#### [Data extracted from a collection]
────────

//! Vote counting for candidate corrections.

use std::collections::BTreeMap;

use ahash::AHashMap;

/// Counts of candidate replacements observed for each wrong token.
#[derive(Debug, Clone, Default)]
pub struct CorrectionEvidence {
    votes: AHashMap<String, AHashMap<String, usize>>,
}

impl CorrectionEvidence {
    /// Create empty evidence.
    pub fn new() -> Self {
        CorrectionEvidence {
            votes: AHashMap::new(),
        }
    }

    /// Record one vote for `wrong` → `candidate`.
    pub fn record(&mut self, wrong: &str, candidate: &str) {
        *self
            .votes
            .entry(wrong.to_string())
            .or_default()
            .entry(candidate.to_string())
            .or_insert(0) += 1;
    }

    /// Add all votes of `other` to this evidence.
    pub fn merge(&mut self, other: CorrectionEvidence) {
        for (wrong, candidates) in other.votes {
            let counts = self.votes.entry(wrong).or_default();
            for (candidate, count) in candidates {
                *counts.entry(candidate).or_insert(0) += count;
            }
        }
    }

    /// Votes recorded for `wrong` → `candidate`.
    pub fn count(&self, wrong: &str, candidate: &str) -> usize {
        self.votes
            .get(wrong)
            .and_then(|candidates| candidates.get(candidate))
            .copied()
            .unwrap_or(0)
    }

    /// Number of distinct wrong tokens.
    pub fn len(&self) -> usize {
        self.votes.len()
    }

    /// Check if no votes were recorded.
    pub fn is_empty(&self) -> bool {
        self.votes.is_empty()
    }

    /// Total number of votes.
    pub fn total_votes(&self) -> usize {
        self.votes.values().flat_map(|c| c.values()).sum()
    }

    /// Reduce the evidence to one accepted correction per wrong token.
    ///
    /// The best candidate is the one with most votes; ties go to the
    /// alphabetically smallest. It is accepted when it has at least
    /// `min_support` votes and holds at least `min_share` of all votes for
    /// that token.
    pub fn collapse(&self, min_support: usize, min_share: f64) -> BTreeMap<String, String> {
        let mut accepted = BTreeMap::new();

        for (wrong, candidates) in &self.votes {
            let total: usize = candidates.values().sum();
            let best = candidates
                .iter()
                .max_by(|a, b| a.1.cmp(b.1).then_with(|| b.0.cmp(a.0)));

            if let Some((candidate, &count)) = best
                && count >= min_support
                && count as f64 / total.max(1) as f64 >= min_share
            {
                accepted.insert(wrong.clone(), candidate.clone());
            }
        }

        accepted
    }
}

────────

Each line of the records should be transcribed without change.

#### [SOLUTION TO THE PROBLEM]
//! Vote counting for candidate corrections.

use std::collections::BTreeMap;

use ahash::AHashMap;

/// Counts of candidate replacements observed for each wrong token.
#[derive(Debug, Clone, Default)]
pub struct CorrectionEvidence {
    votes: AHashMap<String, AHashMap<String, usize>>,
}

impl CorrectionEvidence {
    /// Create empty evidence.
    pub fn new() -> Self {
        CorrectionEvidence {
            votes: AHashMap::new(),
        }
    }

    /// Record one vote for `wrong` → `candidate`.
    pub fn record(&mut self, wrong: &str, candidate: &str) {
        *self
            .votes
            .entry(wrong.to_string())
            .or_default()
            .entry(candidate.to_string())
            .or_insert(0) += 1;
    }

    /// Add all votes of `other` to this evidence.
    pub fn merge(&mut self, other: CorrectionEvidence) {
        for (wrong, candidates) in other.votes {
            let counts = self.votes.entry(wrong).or_default();
            for (candidate, count) in candidates {
                *counts.entry(candidate).or_insert(0) += count;
            }
        }
    }

    /// Votes recorded for `wrong` → `candidate`.
    pub fn count(&self, wrong: &str, candidate: &str) -> usize {
        self.votes
            .get(wrong)
            .and_then(|candidates| candidates.get(candidate))
            .copied()
            .unwrap_or(0)
    }

    /// Number of distinct wrong tokens.
    pub fn len(&self) -> usize {
        self.votes.len()
    }

    /// Check if no votes were recorded.
    pub fn is_empty(&self) -> bool {
        self.votes.is_empty()
    }

    /// Total number of votes.
    pub fn total_votes(&self) -> usize {
        self.votes.values().flat_map(|c| c.values()).sum()
    }

    /// Reduce the evidence to one accepted correction per wrong token.
    ///
    /// The best candidate is the one with most votes; ties go to the
    /// alphabetically smallest. It is accepted when it has at least
    /// `min_support` votes and holds at least `min_share` of all votes for
    /// that token.
    pub fn collapse(&self, min_support: usize, min_share: f64) -> BTreeMap<String, String> {
        let mut accepted = BTreeMap::new();

        for (wrong, candidates) in &self.votes {
            let total: usize = candidates.values().sum();
            let best = candidates
                .iter()
                .max_by(|a, b| a.1.cmp(b.1).then_with(|| b.0.cmp(a.0)));

            if let Some((candidate, &count)) = best
                && count >= min_support
                && count as f64 / total.max(1) as f64 >= min_share
            {
                accepted.insert(wrong.clone(), candidate.clone());
            }
        }

        accepted
    }
}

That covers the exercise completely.